Qué importa si la sociedad nos aborrecía, porque al final te tenía a mi lado; si era contigo podría ser el más fuerte entre los Betas, podría haberme convertido en Omega aunque eso significara romperme la medula por estar contigo.
Quería conocer cada herida que guardaba tu cuerpo, cada libro que habías leído, irnos haciendo de poco a poco hasta que estuviera tan lleno de ti que dejara de ser yo mismo y fuéramos más nuestros.
Sabía que no sería la última vez que vería tu rostro después de aquella vez donde quemaste todo, traté de llenar tu lugar con otra pieza del vasto rompecabezas; cada que te recordaba pensaba que debía pasar página y seguir adelante.

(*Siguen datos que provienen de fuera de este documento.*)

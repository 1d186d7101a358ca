//! Validate command implementation

use super::to_json;
use crate::cli::logging::log;
use crate::cli::{LogLevel, OutputFormat, ValidateArgs};
use crate::config::{validate_config, PipelineConfig};

/// Format the storage section as a string
pub fn format_storage_info(config: &PipelineConfig) -> String {
    format!(
        "  Database: {}\n  Table: {}\n  Reset before load: {}",
        config.storage.database.display(),
        config.storage.table,
        config.storage.reset_before_load
    )
}

/// Format the drift and alert sections as a string
pub fn format_drift_info(config: &PipelineConfig) -> String {
    let mut lines = vec![
        format!("  Significance: {}", config.drift.significance),
        format!("  Categorical test: {:?}", config.drift.categorical_test),
        format!("  Report: {}", config.drift.report_path.display()),
        format!("  Alert threshold: {} columns", config.alert.min_drifted_columns),
    ];
    if let Some(decimals) = config.dedup.float_decimals {
        lines.push(format!("  Dedup rounding: {decimals} decimals"));
    }
    lines.join("\n")
}

pub fn run_validate(args: ValidateArgs, config: PipelineConfig, level: LogLevel) -> Result<(), String> {
    validate_config(&config).map_err(|e| format!("Validation failed: {e}"))?;

    match args.format {
        OutputFormat::Json => println!("{}", to_json(&config)?),
        OutputFormat::Yaml => println!("{}", config.to_yaml().map_err(|e| e.to_string())?),
        OutputFormat::Text => {
            log(level, LogLevel::Normal, "Configuration is valid");
            log(level, LogLevel::Normal, &format_storage_info(&config));
            log(level, LogLevel::Verbose, &format_drift_info(&config));
        }
    }
    Ok(())
}
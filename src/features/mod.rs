//! Listing validation and feature engineering
//!
//! Runs on a cleaned scrape batch before it is loaded into the reference
//! table: drops invalid and duplicate listings, then derives age, lease,
//! ratio, date and location features.

mod clean;

pub use clean::{clean_listings, RAW_COLUMNS};

use std::collections::HashSet;

use chrono::{Datelike, NaiveDate, NaiveDateTime};
use regex::Regex;
use serde::{Deserialize, Serialize};
use tracing::{debug, warn};

use crate::dataset::{Column, ColumnType, Dataset};
use crate::error::{Error, Result};

/// Columns every listing batch must carry
pub const REQUIRED_COLUMNS: [&str; 10] = [
    "year",
    "n_bedrooms",
    "n_bathrooms",
    "price",
    "price_per_sqft",
    "size_sqft",
    "region",
    "area",
    "title",
    "scraped_date",
];

const NUMERIC_INPUTS: [&str; 6] =
    ["year", "n_bedrooms", "n_bathrooms", "price", "price_per_sqft", "size_sqft"];

const TEXT_INPUTS: [&str; 4] = ["region", "area", "title", "scraped_date"];

/// Export artifacts dropped from the output
const DROPPED_COLUMNS: [&str; 3] = ["title", "Unnamed: 0", "Unnamed: 0.1"];

const BLOCK_PATTERN: &str = r"^(\d+\w?)";

const DATE_TIME_FORMATS: [&str; 3] = ["%Y-%m-%d %H:%M:%S%.f", "%Y-%m-%dT%H:%M:%S%.f", "%Y-%m-%d %H:%M"];

/// Feature engineering settings
#[derive(Clone, Debug, PartialEq, Serialize, Deserialize)]
#[serde(default)]
pub struct FeatureConfig {
    /// Run feature engineering before loading
    pub enabled: bool,
    /// Clean raw scrape text (`S$ 1,200,000`, `3 Beds`) before validation
    pub clean: bool,
    /// Year flat age is measured against
    pub reference_year: i32,
    /// Lease length in years
    pub lease_years: u32,
    /// Towns flagged by `is_mature_town`
    pub mature_towns: Vec<String>,
}

impl Default for FeatureConfig {
    fn default() -> Self {
        Self {
            enabled: true,
            clean: false,
            reference_year: 2025,
            lease_years: 99,
            mature_towns: [
                "Ang Mo Kio",
                "Bedok",
                "Bishan",
                "Bukit Merah",
                "Bukit Timah",
                "Central Area",
                "Clementi",
                "Geylang",
                "Kallang/Whampoa",
                "Marine Parade",
                "Pasir Ris",
                "Queenstown",
                "Serangoon",
                "Tampines",
                "Toa Payoh",
            ]
            .iter()
            .map(|s| s.to_string())
            .collect(),
        }
    }
}

/// Validate a listing batch and append derived features.
///
/// Rows without a build year, exact duplicate rows and rows with non-positive
/// bedroom or bathroom counts are removed first. `year` becomes `build_year`,
/// `road_name` becomes `street` and `title` is replaced by its leading block
/// number.
pub fn engineer_features(config: &FeatureConfig, listings: &Dataset) -> Result<Dataset> {
    for name in REQUIRED_COLUMNS {
        listings.require(name)?;
    }

    let mut data = listings.clone();
    let unparsed = cast_numeric_inputs(&mut data)?;
    if unparsed > 0 {
        warn!(unparsed, "listing cells could not be parsed as numbers and are treated as missing");
    }
    for name in TEXT_INPUTS {
        data.cast_column(name, ColumnType::Categorical)?;
    }

    let before = data.n_rows();
    let data = drop_missing_year(&data)?;
    let data = drop_duplicate_rows(&data);
    let data = keep_positive_rooms(&data)?;
    debug!(before, after = data.n_rows(), "listings validated");

    derive(config, &data)
}

/// Cast the numeric inputs in place and count the cells the cast lost
fn cast_numeric_inputs(data: &mut Dataset) -> Result<usize> {
    let mut unparsed = 0;
    for name in NUMERIC_INPUTS {
        let observed = data.require(name)?.data().observed_count();
        data.cast_column(name, ColumnType::Numeric)?;
        let lost = observed.saturating_sub(data.require(name)?.data().observed_count());
        if lost > 0 {
            debug!(column = name, lost, "cells are not numbers");
        }
        unparsed += lost;
    }
    Ok(unparsed)
}

fn drop_missing_year(data: &Dataset) -> Result<Dataset> {
    let year = data.numeric("year")?;
    let keep: Vec<usize> = (0..data.n_rows()).filter(|&i| year[i].is_some_and(|y| !y.is_nan())).collect();
    Ok(data.take(&keep))
}

fn drop_duplicate_rows(data: &Dataset) -> Dataset {
    let mut seen = HashSet::with_capacity(data.n_rows());
    let keep: Vec<usize> = (0..data.n_rows()).filter(|&i| seen.insert(data.row_key(i, None))).collect();
    data.take(&keep)
}

fn keep_positive_rooms(data: &Dataset) -> Result<Dataset> {
    let bedrooms = data.numeric("n_bedrooms")?;
    let bathrooms = data.numeric("n_bathrooms")?;
    let positive = |v: Option<f64>| v.is_some_and(|x| x > 0.0);
    let keep: Vec<usize> =
        (0..data.n_rows()).filter(|&i| positive(bedrooms[i]) && positive(bathrooms[i])).collect();
    Ok(data.take(&keep))
}

fn zip_with(a: &[Option<f64>], b: &[Option<f64>], f: impl Fn(f64, f64) -> f64) -> Vec<Option<f64>> {
    a.iter().zip(b).map(|(x, y)| Some(f((*x)?, (*y)?))).collect()
}

fn flag(values: &[Option<String>], pred: impl Fn(&str) -> bool) -> Vec<Option<f64>> {
    values
        .iter()
        .map(|v| Some(if v.as_deref().is_some_and(&pred) { 1.0 } else { 0.0 }))
        .collect()
}

/// Parse an ISO date with an optional time part; anything else is missing
pub fn parse_scraped_date(raw: &str) -> Option<NaiveDateTime> {
    let raw = raw.trim();
    if let Ok(date) = NaiveDate::parse_from_str(raw, "%Y-%m-%d") {
        return date.and_hms_opt(0, 0, 0);
    }
    if let Ok(ts) = chrono::DateTime::parse_from_rfc3339(raw) {
        return Some(ts.naive_utc());
    }
    DATE_TIME_FORMATS.iter().find_map(|fmt| NaiveDateTime::parse_from_str(raw, fmt).ok())
}

fn derive(config: &FeatureConfig, data: &Dataset) -> Result<Dataset> {
    let block_re = Regex::new(BLOCK_PATTERN).map_err(|e| Error::Config(e.to_string()))?;

    let year = data.numeric("year")?;
    let bedrooms = data.numeric("n_bedrooms")?;
    let bathrooms = data.numeric("n_bathrooms")?;
    let price = data.numeric("price")?;
    let price_per_sqft = data.numeric("price_per_sqft")?;
    let size = data.numeric("size_sqft")?;

    let reference_year = f64::from(config.reference_year);
    let lease_years = f64::from(config.lease_years);
    let flat_age: Vec<Option<f64>> = year.iter().map(|y| y.map(|y| reference_year - y)).collect();
    let lease_remaining: Vec<Option<f64>> =
        flat_age.iter().map(|a| a.map(|a| lease_years - a)).collect();

    let scraped: Vec<Option<NaiveDateTime>> = data
        .labels("scraped_date")?
        .iter()
        .map(|v| v.as_deref().and_then(parse_scraped_date))
        .collect();

    let blocks: Vec<Option<String>> = data
        .labels("title")?
        .iter()
        .map(|t| {
            t.as_deref()
                .and_then(|t| block_re.captures(t))
                .and_then(|c| c.get(1))
                .map(|m| m.as_str().to_string())
        })
        .collect();

    let mature: HashSet<&str> = config.mature_towns.iter().map(String::as_str).collect();

    let mut out = Dataset::new();
    for column in data.columns() {
        let column = match column.name() {
            name if DROPPED_COLUMNS.contains(&name) => continue,
            "year" => Column::new("build_year", column.data().clone()),
            "road_name" => Column::new("street", column.data().clone()),
            "scraped_date" => Column::categorical(
                "scraped_date",
                scraped.iter().map(|d| d.map(|d| d.format("%Y-%m-%d %H:%M:%S").to_string())).collect(),
            ),
            _ => column.clone(),
        };
        out.push_column(column)?;
    }

    let derived = vec![
        Column::numeric("flat_age", flat_age.clone()),
        Column::numeric("lease_remaining", lease_remaining.clone()),
        Column::numeric("price_per_bedroom", zip_with(price, bedrooms, |p, b| p / b)),
        Column::numeric("size_per_room", zip_with(size, bedrooms, |s, b| s / b)),
        Column::numeric("bed_bath_ratio", zip_with(bedrooms, bathrooms, |b, t| b / t)),
        Column::numeric("scraped_month", scraped.iter().map(|d| d.map(|d| f64::from(d.month()))).collect()),
        Column::numeric("scraped_year", scraped.iter().map(|d| d.map(|d| f64::from(d.year()))).collect()),
        Column::numeric("is_central", flag(data.labels("region")?, |r| r.to_lowercase() == "central")),
        Column::numeric("is_mature_town", flag(data.labels("area")?, |a| mature.contains(a))),
        Column::numeric("age_size_interaction", zip_with(&flat_age, size, |a, s| a * s)),
        Column::numeric(
            "lease_price_interaction",
            zip_with(&lease_remaining, price_per_sqft, |l, p| l * p),
        ),
        Column::categorical("block", blocks),
    ];
    for column in derived {
        out.push_column(column)?;
    }
    Ok(out)
}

Juro que hice el intento, lo intenté una y otra vez… pero había días que por la ventana entraba llovizna y te pensaba con alguien.
Yo no quería a nadie más, no necesitaba dinero, no necesitaba conseguir pareja para pasar las noches, yo no necesitaba ni ser Omega ni ser Beta. No quería nada de lo que tenía. Nunca lo decía y aun así anhelaba entre las paredes de la oscura habitación que estuvieras conmigo.
Y de repente, en un día en el que la herida dejó de sangrar pero seguía abierta, te vi con una pequeña de siete años en tus brazos, a ti con coletas hechas con ligas de colores, diamantina y ojeras en el rostro. Devolviendo la pieza rara a mi rompecabezas.
¿Te extrañaba?
Veo lo que tengo y lo que he conseguido, pienso que ojala nunca hubieras vuelto.
:::::::::::::::::::
De Eren, para Farlan.
-Lo siento, no podré mañana, ¿te parece si quedamos hoy?
-Pasaré por ti al trabajo, dime la hora en la que sales.
¿Quieres comida?, ¿café?
-No, solo hablemos un poco.
De Eren, para Hanji:
-Pasa a dejar a la niña mañana por la mañana, a las doce en punto.
-Te lo voy a recompensar, lo prometo.
-Ya lo veremos.
:::::::::::::
¡Gracias por leer!
Leeren.
Perdonen las faltas ortográficas que puede tener, mi beta no pudo corregir y yo ando en chinga, más al ratito lo corrijo.